Sprinkled within that group of honorees are black women and rappers, but not one black woman who raps. On Monday, 35 years after the inception of both the award and the ceremony itself, Missy Elliott will become the first woman rapper of any race to receive the honor. With Elliott’s inclusion comes an acknowledgement of how black women in hip-hop have elevated music videos as an artistic concept and form of expression.
With visuals for songs such as “The Rain (Supa Dupa Fly)” and “One Minute Man,” Elliott introduced a measure auteurism to mainstream music that was previously reserved for either pop stars or white men. Whether it be through campy creative direction or abstract explorations of black womanhood, the Virginia-born visionary paved the way for ambitious and telegenic young stars such as Megan Thee Stallion and Doja Cat.

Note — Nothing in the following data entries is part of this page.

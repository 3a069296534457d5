//! Profile configuration
//!
//! [`PedestrianDefaults`] carries the generic pedestrian access vocabulary the
//! wheelchair rules build on. [`WheelchairConfig`] holds the tunables and can
//! be loaded from TOML; every field has a default so an empty file is valid.

use serde::{Deserialize, Serialize};
use std::path::Path;

use crate::error::{Error, Result};
use crate::tables::TagCategorySet;

/// Profile-specific access key.
pub const KEY_WHEELCHAIR: &str = "wheelchair";
/// Generic pedestrian access key.
pub const KEY_FOOT: &str = "foot";

/// Generic pedestrian access values shared with the foot profile
#[derive(Debug, Clone, PartialEq, Serialize, Deserialize)]
#[serde(default)]
pub struct PedestrianDefaults {
    /// Access keys checked for restrictions, least specific last
    pub restriction_keys: Vec<String>,
    /// no, private, ...
    pub restricted_values: TagCategorySet,
    /// yes, designated, official, permissive, ...
    pub intended_values: TagCategorySet,
    /// sidewalk=<value> meaning a sidewalk can be used
    pub usable_sidewalk_values: TagCategorySet,
    /// sidewalk=<value> meaning there is no sidewalk on the way itself
    pub no_sidewalk_values: TagCategorySet,
}

impl PedestrianDefaults {
    /// Plain foot profile vocabulary.
    pub fn foot() -> Self {
        Self {
            restriction_keys: vec![KEY_FOOT.to_string(), "access".to_string()],
            restricted_values: TagCategorySet::from_values(&[
                "private",
                "no",
                "restricted",
                "military",
                "emergency",
            ]),
            intended_values: TagCategorySet::from_values(&[
                "yes",
                "designated",
                "official",
                "permissive",
            ]),
            usable_sidewalk_values: TagCategorySet::from_values(&["yes", "both", "left", "right"]),
            no_sidewalk_values: TagCategorySet::from_values(&["no", "none", "separate"]),
        }
    }

    /// Foot vocabulary extended with the wheelchair key and `limited`.
    pub fn wheelchair() -> Self {
        let mut defaults = Self::foot();
        defaults.restriction_keys.push(KEY_WHEELCHAIR.to_string());
        defaults.intended_values = defaults
            .intended_values
            .iter()
            .map(str::to_string)
            .chain(std::iter::once("limited".to_string()))
            .collect();
        defaults
    }
}

impl Default for PedestrianDefaults {
    fn default() -> Self {
        Self::wheelchair()
    }
}

/// Settings for the default duration-based ferry speed lookup
#[derive(Debug, Clone, Copy, PartialEq, Serialize, Deserialize)]
#[serde(default)]
pub struct FerryConfig {
    /// Speed used when a ferry carries no usable duration/distance
    pub unknown_speed: f64,
}

impl Default for FerryConfig {
    fn default() -> Self {
        Self { unknown_speed: 5.0 }
    }
}

/// Wheelchair profile configuration
#[derive(Debug, Clone, PartialEq, Serialize, Deserialize)]
#[serde(default)]
pub struct WheelchairConfig {
    /// Exclude fords from routing unless explicitly marked accessible
    pub block_fords: bool,
    /// Base speed every adjustment multiplies onto
    pub mean_speed: f64,
    pub min_speed: f64,
    pub max_speed: f64,
    /// Bonus recorded for ways in hiking/foot/bicycle/inline_skates routes
    pub relation_prefer_bonus: i32,
    /// Bonus recorded for ways in ferry routes
    pub relation_ferry_bonus: i32,
    pub ferry: FerryConfig,
    pub pedestrian: PedestrianDefaults,
}

impl Default for WheelchairConfig {
    fn default() -> Self {
        Self {
            block_fords: true,
            mean_speed: 4.0,
            min_speed: 1.0,
            max_speed: 10.0,
            relation_prefer_bonus: 5,
            relation_ferry_bonus: -5,
            ferry: FerryConfig::default(),
            pedestrian: PedestrianDefaults::default(),
        }
    }
}

impl WheelchairConfig {
    /// Parse and validate a TOML document.
    pub fn from_toml_str(s: &str) -> Result<Self> {
        let config: Self = toml::from_str(s)?;
        config.validate()?;
        Ok(config)
    }

    /// Read, parse and validate a TOML file.
    pub fn from_path<P: AsRef<Path>>(path: P) -> Result<Self> {
        let path = path.as_ref();
        let contents = std::fs::read_to_string(path).map_err(|source| Error::Io {
            path: path.to_path_buf(),
            source,
        })?;
        let config = Self::from_toml_str(&contents)?;
        tracing::debug!(
            path = %path.display(),
            block_fords = config.block_fords,
            mean_speed = config.mean_speed,
            "loaded wheelchair profile config"
        );
        Ok(config)
    }

    pub fn validate(&self) -> Result<()> {
        for (name, value) in [
            ("mean_speed", self.mean_speed),
            ("min_speed", self.min_speed),
            ("max_speed", self.max_speed),
            ("ferry.unknown_speed", self.ferry.unknown_speed),
        ] {
            if !value.is_finite() || value <= 0.0 {
                return Err(Error::InvalidConfig(format!(
                    "{name} must be a positive finite number, got {value}"
                )));
            }
        }

        if self.min_speed > self.max_speed {
            return Err(Error::InvalidConfig(format!(
                "min_speed ({}) exceeds max_speed ({})",
                self.min_speed, self.max_speed
            )));
        }

        if !(self.min_speed..=self.max_speed).contains(&self.mean_speed) {
            return Err(Error::InvalidConfig(format!(
                "mean_speed ({}) outside [{}, {}]",
                self.mean_speed, self.min_speed, self.max_speed
            )));
        }

        if self.pedestrian.restriction_keys.is_empty() {
            return Err(Error::InvalidConfig(
                "pedestrian.restriction_keys must not be empty".to_string(),
            ));
        }

        Ok(())
    }
}
//! Tag category tables for the wheelchair profile
//!
//! Every tier is a [`TagCategorySet`] built once in [`TagCategoryTables::new`]
//! and only read afterwards. A single table instance is shared by reference
//! across all classification calls (and threads).
//!
//! See <http://wiki.openstreetmap.org/wiki/Key:barrier> and
//! <http://wiki.openstreetmap.org/wiki/Key:sac_scale> for the value lists.

use rustc_hash::FxHashSet;
use serde::{Deserialize, Serialize};

/// Immutable set of tag values forming one semantic tier
#[derive(Debug, Clone, Default, PartialEq, Eq, Serialize, Deserialize)]
#[serde(from = "Vec<String>", into = "Vec<String>")]
pub struct TagCategorySet {
    values: FxHashSet<String>,
}

impl TagCategorySet {
    pub fn from_values(values: &[&str]) -> Self {
        values.iter().map(|v| v.to_string()).collect()
    }

    pub fn contains(&self, value: &str) -> bool {
        self.values.contains(value)
    }

    pub fn len(&self) -> usize {
        self.values.len()
    }

    pub fn is_empty(&self) -> bool {
        self.values.is_empty()
    }

    pub fn iter(&self) -> impl Iterator<Item = &str> {
        self.values.iter().map(String::as_str)
    }

    /// Values in sorted order (stable output for tests and metadata).
    pub fn sorted(&self) -> Vec<&str> {
        let mut values: Vec<&str> = self.iter().collect();
        values.sort_unstable();
        values
    }
}

impl FromIterator<String> for TagCategorySet {
    fn from_iter<I: IntoIterator<Item = String>>(iter: I) -> Self {
        Self {
            values: iter.into_iter().collect(),
        }
    }
}

impl From<Vec<String>> for TagCategorySet {
    fn from(values: Vec<String>) -> Self {
        values.into_iter().collect()
    }
}

impl From<TagCategorySet> for Vec<String> {
    fn from(set: TagCategorySet) -> Self {
        let mut values: Vec<String> = set.values.into_iter().collect();
        values.sort_unstable();
        values
    }
}

/// Highway values treated as urban pedestrian infrastructure for speed.
pub const URBAN_PEDESTRIAN_SPEED_HIGHWAYS: [&str; 4] =
    ["footway", "pedestrian", "living_street", "residential"];

/// Highway values treated as dedicated pedestrian infrastructure for priority.
pub const URBAN_PEDESTRIAN_PRIORITY_HIGHWAYS: [&str; 3] = ["footway", "pedestrian", "living_street"];

/// Domain knowledge base for wheelchair accessibility
#[derive(Debug, Clone)]
pub struct TagCategoryTables {
    /// Fully suitable for wheelchair users
    pub fully_accessible_highways: TagCategorySet,
    /// Suitable, but ways tagged with a usable sidewalk are preferred
    pub assumed_accessible_highways: TagCategorySet,
    /// Only suitable when surface/smoothness information confirms it
    pub limited_accessible_highways: TagCategorySet,
    /// Potentially not allowed; needs foot=yes or wheelchair=yes
    pub restricted_highways: TagCategorySet,
    /// Never accessible (steps)
    pub non_accessible_highways: TagCategorySet,

    pub problematic_surfaces: TagCategorySet,
    pub inaccessible_surfaces: TagCategorySet,
    pub preferred_surfaces: TagCategorySet,
    pub problematic_smoothnesses: TagCategorySet,
    pub inaccessible_smoothnesses: TagCategorySet,
    pub preferred_smoothnesses: TagCategorySet,
    pub problematic_tracktypes: TagCategorySet,
    pub inaccessible_tracktypes: TagCategorySet,
    pub inaccessible_sac_scales: TagCategorySet,

    /// Barriers that always block
    pub absolute_barriers: TagCategorySet,
    /// Barriers that block only when access tags say so
    pub potential_barriers: TagCategorySet,
    /// Barriers a wheelchair can never pass
    pub inaccessible_barriers: TagCategorySet,
    /// Whether a potential barrier blocks when nothing else is known
    pub block_by_default: bool,

    pub accepted_public_transport: TagCategorySet,
    pub ferries: TagCategorySet,
    /// Keys whose presence marks a way as carrying accessibility detail
    pub accessibility_attributes: TagCategorySet,
}

impl TagCategoryTables {
    pub fn new() -> Self {
        Self {
            fully_accessible_highways: TagCategorySet::from_values(&[
                "footway",
                "pedestrian",
                "living_street",
                "residential",
                "unclassified",
                "service",
                "tertiary",
                "tertiary_link",
                "road",
            ]),
            assumed_accessible_highways: TagCategorySet::from_values(&[
                "trunk",
                "trunk_link",
                "primary",
                "primary_link",
                "secondary",
                "secondary_link",
            ]),
            limited_accessible_highways: TagCategorySet::from_values(&["path", "track"]),
            restricted_highways: TagCategorySet::from_values(&["bridleway", "cycleway"]),
            non_accessible_highways: TagCategorySet::from_values(&["steps"]),

            problematic_surfaces: TagCategorySet::from_values(&[
                "cobblestone",
                "unhewn_cobblestone",
                "sett",
                "unpaved",
                "gravel",
                "compacted",
                "pebblestone",
                "grass_paver",
                "woodchips",
            ]),
            inaccessible_surfaces: TagCategorySet::from_values(&[
                "earth", "grass", "dirt", "mud", "sand", "snow", "ice", "salt",
            ]),
            preferred_surfaces: TagCategorySet::from_values(&["asphalt", "paved"]),
            problematic_smoothnesses: TagCategorySet::from_values(&["intermediate"]),
            inaccessible_smoothnesses: TagCategorySet::from_values(&[
                "bad",
                "very_bad",
                "horrible",
                "very_horrible",
            ]),
            preferred_smoothnesses: TagCategorySet::from_values(&["excellent"]),
            problematic_tracktypes: TagCategorySet::from_values(&["grade2", "grade3"]),
            inaccessible_tracktypes: TagCategorySet::from_values(&["grade4", "grade5"]),
            // everything except "hiking" is out of reach
            inaccessible_sac_scales: TagCategorySet::from_values(&[
                "mountain_hiking",
                "demanding_mountain_hiking",
                "alpine_hiking",
                "demanding_alpine_hiking",
                "difficult_alpine_hiking",
            ]),

            absolute_barriers: TagCategorySet::from_values(&[
                "fence",
                "wall",
                "hedge",
                "retaining_wall",
                "city_wall",
                "ditch",
                "hedge_bank",
                "guard_rail",
                "wire_fence",
                "embankment",
            ]),
            potential_barriers: TagCategorySet::from_values(&[
                "gate",
                "bollard",
                "lift_gate",
                "cycle_barrier",
                "entrance",
                "cattle_grid",
                "swing_gate",
                "chain",
                "bump_gate",
            ]),
            inaccessible_barriers: TagCategorySet::from_values(&[
                "stile",
                "block",
                "kissing_gate",
                "turnstile",
                "hampshire_gate",
            ]),
            block_by_default: false,

            // halt, station, subway_entrance and tram_stop usually describe a
            // building or the stop itself, not a platform
            accepted_public_transport: TagCategorySet::from_values(&["platform"]),
            ferries: TagCategorySet::from_values(&["ferry", "shuttle_train"]),
            accessibility_attributes: TagCategorySet::from_values(&[
                "surface",
                "smoothness",
                "tracktype",
                "incline",
                "sloped_curb",
                "sloped_kerb",
            ]),
        }
    }

    pub fn is_urban_pedestrian_for_speed(highway: &str) -> bool {
        URBAN_PEDESTRIAN_SPEED_HIGHWAYS.contains(&highway)
    }

    pub fn is_urban_pedestrian_for_priority(highway: &str) -> bool {
        URBAN_PEDESTRIAN_PRIORITY_HIGHWAYS.contains(&highway)
    }

    /// Count of accessibility-detail keys present on a way.
    pub fn accessibility_attribute_count(&self, tags: &dyn crate::tags::Tags) -> usize {
        self.accessibility_attributes
            .iter()
            .filter(|key| tags.has_tag(key))
            .count()
    }
}

impl Default for TagCategoryTables {
    fn default() -> Self {
        Self::new()
    }
}

#[cfg(test)]
mod tests {
    use super::*;
    use crate::tags::TagBag;

    #[test]
    fn test_highway_tiers_are_disjoint() {
        let t = TagCategoryTables::new();
        let tiers = [
            &t.fully_accessible_highways,
            &t.assumed_accessible_highways,
            &t.limited_accessible_highways,
            &t.restricted_highways,
            &t.non_accessible_highways,
        ];

        for (i, a) in tiers.iter().enumerate() {
            for b in tiers.iter().skip(i + 1) {
                for value in a.iter() {
                    assert!(!b.contains(value), "{value} appears in two highway tiers");
                }
            }
        }
    }

    #[test]
    fn test_surface_tiers_are_disjoint() {
        let t = TagCategoryTables::new();
        for value in t.inaccessible_surfaces.iter() {
            assert!(!t.problematic_surfaces.contains(value));
            assert!(!t.preferred_surfaces.contains(value));
        }
        for value in t.problematic_surfaces.iter() {
            assert!(!t.preferred_surfaces.contains(value));
        }
    }

    #[test]
    fn test_table_sizes() {
        let t = TagCategoryTables::new();
        assert_eq!(t.fully_accessible_highways.len(), 9);
        assert_eq!(t.assumed_accessible_highways.len(), 6);
        assert_eq!(t.absolute_barriers.len(), 10);
        assert_eq!(t.potential_barriers.len(), 9);
        assert_eq!(t.inaccessible_barriers.len(), 5);
        assert_eq!(t.inaccessible_sac_scales.len(), 5);
        assert!(!t.block_by_default);
    }

    #[test]
    fn test_urban_pedestrian_subtypes() {
        assert!(TagCategoryTables::is_urban_pedestrian_for_speed("residential"));
        assert!(!TagCategoryTables::is_urban_pedestrian_for_priority("residential"));
        assert!(TagCategoryTables::is_urban_pedestrian_for_priority("living_street"));
        assert!(!TagCategoryTables::is_urban_pedestrian_for_speed("service"));
    }

    #[test]
    fn test_category_set_serde_sorted() {
        let set = TagCategorySet::from_values(&["yes", "designated"]);
        let values: Vec<String> = set.clone().into();
        assert_eq!(values, vec!["designated".to_string(), "yes".to_string()]);
        assert_eq!(TagCategorySet::from(values), set);
        assert_eq!(set.sorted(), vec!["designated", "yes"]);
    }

    #[test]
    fn test_accessibility_attribute_count() {
        let t = TagCategoryTables::new();
        let tags = TagBag::from_pairs(&[
            ("highway", "path"),
            ("surface", "asphalt"),
            ("incline", "2%"),
        ]);
        assert_eq!(t.accessibility_attribute_count(&tags), 2);
    }
}
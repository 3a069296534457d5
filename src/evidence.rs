//! Tag evidence collaborators
//!
//! Speed and priority scoring lean on a few lookups that belong to the wider
//! import pipeline: ferry speed, sidewalk presence, pedestrianised ways and
//! the legal max speed. Each is a trait so a pipeline can plug in its own
//! processor; the `Osm*` / [`DurationFerrySpeed`] types are the defaults.

use crate::config::FerryConfig;
use crate::speed::SpeedValue;
use crate::tables::TagCategorySet;
use crate::tags::Tags;

/// Speed of a ferry way, in profile speed units
pub trait FerrySpeedLookup: Send + Sync {
    fn ferry_speed(&self, tags: &dyn Tags) -> f64;
}

/// Whether a way carries any sidewalk information
pub trait AttachedSidewalkEvidence: Send + Sync {
    fn has_sidewalk_info(&self, tags: &dyn Tags) -> bool;
}

/// Whether a way is dedicated to pedestrians
pub trait PedestrianizedWayEvidence: Send + Sync {
    fn is_pedestrianized(&self, tags: &dyn Tags) -> bool;
}

/// Legal max speed of a way in km/h, 0 when absent or unparsable
pub trait MaxSpeedLookup: Send + Sync {
    fn max_speed(&self, tags: &dyn Tags) -> f64;
}

/// Ferry speed from `duration` and `estimated_distance`
#[derive(Debug, Clone, Copy)]
pub struct DurationFerrySpeed {
    pub unknown_speed: f64,
    pub min_speed: f64,
    pub max_speed: f64,
}

impl DurationFerrySpeed {
    pub fn new(config: &FerryConfig, min_speed: f64, max_speed: f64) -> Self {
        Self {
            unknown_speed: config.unknown_speed,
            min_speed,
            max_speed,
        }
    }

    /// Trip duration in seconds from `duration:seconds` or `duration`.
    fn duration_seconds(tags: &dyn Tags) -> Option<f64> {
        if let Some(secs) = tags.get("duration:seconds").and_then(|v| v.trim().parse::<f64>().ok()) {
            return Some(secs);
        }
        tags.get("duration").and_then(parse_duration)
    }
}

impl FerrySpeedLookup for DurationFerrySpeed {
    fn ferry_speed(&self, tags: &dyn Tags) -> f64 {
        let duration = Self::duration_seconds(tags).filter(|d| *d > 0.0);
        let distance = tags
            .get("estimated_distance")
            .and_then(|v| v.trim().parse::<f64>().ok())
            .filter(|d| *d > 0.0);

        let speed = match (duration, distance) {
            // metres per second -> km/h
            (Some(secs), Some(metres)) => metres / secs * 3.6,
            _ => self.unknown_speed,
        };
        SpeedValue::clamped(speed, self.min_speed, self.max_speed).get()
    }
}

/// Parse `HH:MM`, `HH:MM:SS` or plain minutes into seconds.
fn parse_duration(value: &str) -> Option<f64> {
    let value = value.trim();
    let parts: Vec<&str> = value.split(':').collect();
    let nums: Option<Vec<f64>> = parts.iter().map(|p| p.parse::<f64>().ok()).collect();
    match nums?.as_slice() {
        [minutes] => Some(minutes * 60.0),
        [hours, minutes] => Some(hours * 3600.0 + minutes * 60.0),
        [hours, minutes, seconds] => Some(hours * 3600.0 + minutes * 60.0 + seconds),
        _ => None,
    }
}

/// Sidewalk information from `sidewalk` and `sidewalk:<side>[:*]` tags
#[derive(Debug, Clone)]
pub struct OsmAttachedSidewalk {
    usable_values: TagCategorySet,
}

impl OsmAttachedSidewalk {
    pub fn new(usable_values: TagCategorySet) -> Self {
        Self { usable_values }
    }
}

impl AttachedSidewalkEvidence for OsmAttachedSidewalk {
    fn has_sidewalk_info(&self, tags: &dyn Tags) -> bool {
        if tags.has_tag_in("sidewalk", &self.usable_values) {
            return true;
        }
        tags.keys().any(|key| {
            ["sidewalk:left", "sidewalk:right", "sidewalk:both"]
                .iter()
                .any(|side| key == *side || key.strip_prefix(side).is_some_and(|rest| rest.starts_with(':')))
        })
    }
}

/// Pedestrianised ways: pedestrian highway types and platforms
#[derive(Debug, Clone)]
pub struct OsmPedestrianized {
    pedestrian_highways: TagCategorySet,
}

impl Default for OsmPedestrianized {
    fn default() -> Self {
        Self {
            pedestrian_highways: TagCategorySet::from_values(&[
                "living_street",
                "pedestrian",
                "footway",
                "path",
                "crossing",
                "track",
            ]),
        }
    }
}

impl PedestrianizedWayEvidence for OsmPedestrianized {
    fn is_pedestrianized(&self, tags: &dyn Tags) -> bool {
        tags.has_tag_in("highway", &self.pedestrian_highways)
            || tags.has_tag_with_value("public_transport", "platform")
            || tags.has_tag_with_value("railway", "platform")
    }
}

/// Max speed from `maxspeed`, `maxspeed:forward` and `maxspeed:backward`
#[derive(Debug, Clone, Copy, Default)]
pub struct OsmMaxSpeed;

/// Stand-in for `maxspeed=none`.
const UNLIMITED_MAX_SPEED: f64 = 150.0;
const WALK_MAX_SPEED: f64 = 6.0;
const MPH_TO_KMH: f64 = 1.609344;

impl OsmMaxSpeed {
    /// Parse a single maxspeed value; `None` when unusable.
    pub fn parse(value: &str) -> Option<f64> {
        let value = value.trim();
        match value {
            "none" => return Some(UNLIMITED_MAX_SPEED),
            "walk" => return Some(WALK_MAX_SPEED),
            _ => {}
        }

        if let Some(mph) = value.strip_suffix("mph") {
            return mph
                .trim()
                .parse::<f64>()
                .ok()
                .filter(|v| v.is_finite() && *v > 0.0)
                .map(|v| v * MPH_TO_KMH);
        }
        let kmh = value
            .strip_suffix("km/h")
            .or_else(|| value.strip_suffix("kmh"))
            .unwrap_or(value);
        kmh.trim().parse::<f64>().ok().filter(|v| v.is_finite() && *v > 0.0)
    }
}

impl MaxSpeedLookup for OsmMaxSpeed {
    fn max_speed(&self, tags: &dyn Tags) -> f64 {
        ["maxspeed", "maxspeed:forward", "maxspeed:backward"]
            .iter()
            .filter_map(|key| tags.get(key).and_then(Self::parse))
            .fold(0.0, f64::max)
    }
}
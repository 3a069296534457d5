//! Route relation bonuses
//!
//! [`RelationSignal`] turns a route relation's tags into a bonus.
//! [`RelationBonusStore`] keeps, per member way, the largest bonus seen so
//! far. Merging is a lock-free `fetch_max` once a way has a slot, so ways can
//! be fed from several import threads at once.

use parking_lot::RwLock;
use rustc_hash::FxHashMap;
use std::sync::atomic::{AtomicI32, Ordering};

use crate::tags::Tags;

/// Slot value meaning "no relation recorded yet".
const UNSET: i32 = i32::MIN;

/// Route relation scorer
#[derive(Debug, Clone, Copy, PartialEq, Eq)]
pub struct RelationSignal {
    pub prefer_bonus: i32,
    pub ferry_bonus: i32,
}

impl RelationSignal {
    pub fn new(prefer_bonus: i32, ferry_bonus: i32) -> Self {
        Self {
            prefer_bonus,
            ferry_bonus,
        }
    }

    pub fn score_relation(&self, tags: &dyn Tags) -> i32 {
        match tags.get("route") {
            Some("hiking" | "foot" | "bicycle" | "inline_skates") => self.prefer_bonus,
            Some("ferry") => self.ferry_bonus,
            _ => 0,
        }
    }
}

/// Monotone-max bonus per way, safe to update from many threads
#[derive(Debug, Default)]
pub struct RelationBonusStore {
    slots: RwLock<FxHashMap<i64, AtomicI32>>,
}

impl RelationBonusStore {
    pub fn new() -> Self {
        Self::default()
    }

    /// Merge `bonus` into the way's slot, keeping the larger value.
    /// Returns the value stored after the merge.
    pub fn merge(&self, way_id: i64, bonus: i32) -> i32 {
        {
            let slots = self.slots.read();
            if let Some(slot) = slots.get(&way_id) {
                return slot.fetch_max(bonus, Ordering::AcqRel).max(bonus);
            }
        }

        let mut slots = self.slots.write();
        let slot = slots.entry(way_id).or_insert_with(|| AtomicI32::new(UNSET));
        slot.fetch_max(bonus, Ordering::AcqRel).max(bonus)
    }

    /// Score a relation and merge its bonus into every member way.
    pub fn merge_relation(&self, signal: &RelationSignal, tags: &dyn Tags, member_ways: &[i64]) -> i32 {
        let bonus = signal.score_relation(tags);
        for &way_id in member_ways {
            self.merge(way_id, bonus);
        }
        bonus
    }

    /// Recorded bonus for a way, `None` when no relation touched it.
    pub fn get(&self, way_id: i64) -> Option<i32> {
        self.slots
            .read()
            .get(&way_id)
            .map(|slot| slot.load(Ordering::Acquire))
            .filter(|&v| v != UNSET)
    }

    pub fn len(&self) -> usize {
        self.slots.read().len()
    }

    pub fn is_empty(&self) -> bool {
        self.slots.read().is_empty()
    }
}

#[cfg(test)]
mod tests {
    use super::*;
    use crate::tags::TagBag;

    fn signal() -> RelationSignal {
        RelationSignal::new(5, -5)
    }

    #[test]
    fn test_score_relation() {
        let s = signal();
        for route in ["hiking", "foot", "bicycle", "inline_skates"] {
            assert_eq!(s.score_relation(&TagBag::new().with("route", route)), 5);
        }
        assert_eq!(s.score_relation(&TagBag::new().with("route", "ferry")), -5);
        assert_eq!(s.score_relation(&TagBag::new().with("route", "bus")), 0);
        assert_eq!(s.score_relation(&TagBag::new().with("type", "route")), 0);
    }

    #[test]
    fn test_merge_keeps_max_in_any_order() {
        let store = RelationBonusStore::new();
        store.merge(1, 5);
        store.merge(1, -5);
        assert_eq!(store.get(1), Some(5));

        store.merge(2, -5);
        store.merge(2, 5);
        assert_eq!(store.get(2), Some(5));
    }

    #[test]
    fn test_first_merge_records_negative() {
        let store = RelationBonusStore::new();
        assert_eq!(store.get(7), None);
        assert_eq!(store.merge(7, -5), -5);
        assert_eq!(store.get(7), Some(-5));
        assert_eq!(store.merge(7, 0), 0);
        assert_eq!(store.len(), 1);
    }

    #[test]
    fn test_merge_relation_members() {
        let store = RelationBonusStore::new();
        let hiking = TagBag::from_pairs(&[("type", "route"), ("route", "hiking")]);
        let ferry = TagBag::from_pairs(&[("type", "route"), ("route", "ferry")]);

        assert_eq!(store.merge_relation(&signal(), &ferry, &[10, 11]), -5);
        assert_eq!(store.merge_relation(&signal(), &hiking, &[11, 12]), 5);

        assert_eq!(store.get(10), Some(-5));
        assert_eq!(store.get(11), Some(5));
        assert_eq!(store.get(12), Some(5));
    }

    #[test]
    fn test_concurrent_merges() {
        let store = RelationBonusStore::new();
        std::thread::scope(|scope| {
            for t in 0..8 {
                let store = &store;
                scope.spawn(move || {
                    for way_id in 0..100 {
                        store.merge(way_id, if t % 2 == 0 { -5 } else { t });
                    }
                });
            }
        });

        for way_id in 0..100 {
            assert_eq!(store.get(way_id), Some(7));
        }
    }
}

On Friday, Elliott began her VMA victory lap a few days early with the surprise release of her ICONOLOGY EP. The five-song project accompanies an appropriately boastful video for “Throw It Back,” in which the legend escorts viewers through “the Hall of Missy,” rapping “so many VMAs that I could live on the moon.”
While Elliott’s flowers are long-overdue, now feels like the perfect time to celebrate the 48-year-old artist, as 2019 has been a year filled with consistently stunning visuals from women in music. This year, even songstresses such as Teyana Taylor and Normani seem to have benefitted from the sense of boundless freedom the rapper has applied to the medium.
Below is a list of the year’s most unforgettable women-led music videos, made possible by the work and achievements of Missy “Misdemeanor” Elliott.
On the nose in its execution, everything is “big” in the visual for Young M.A’s track of the same name. Unlike videos for songs such as “Stubborn Ass” and “Thotiana (Remix),” “BIG” adds direct visual references to the rapper’s lyrics, as opposed to relying on more standard performance scenes. “Big wrist, big body, big whips,” the Brooklyn native raps, with each noted object or body part digitally supersized for effect.
With as keen an eye for aesthetics as any other woman (or man) in hip-hop, Doja Cat cashed in on the attention she garnered from a 2018 meme, and delivered two critically lauded music videos while still in the spotlight the very next year. After following her cattle-clad video for “Mooo!” with an energetic and wacky visual for “Tia Tamera,” the 23-year-old somehow found a way to go bigger and bolder with “Juicy.”
Like Young M.A’s “BIG,” this visual for Doja’s “Juicy” is true to its title, invoking plump fruits to either tease or accentuate the rapper’s most ample features. One particularly left-field scene depicts the L.A. native outfitted as a sexy watermelon, split in half with her fruit on display.
Bold colors and sex appeal drip throughout every frame of Megan Thee Stallion’s visual for “Big Ole Freak.” The aesthetic of the Houston rapper’s most-viewed music video is reminiscent of Missy Elliott’s 1997 “Beep Me 911.” In addition to both videos sharing a similar pallette and tone, each artist is shown suggestively licking a lollipop during certain scenes.
If the images from “Big Ole Freak” left you wanting more from Thee Stallion, you’re in luck. The in-demand Hottie has more videos coming soon, including the highly anticipated visual for her Nicki Minaj-assisted “Hot Girl Summer.” Also on the way is “Fever: The Movie,” directed by Hype Williams, a two-time Missy Elliott collaborator.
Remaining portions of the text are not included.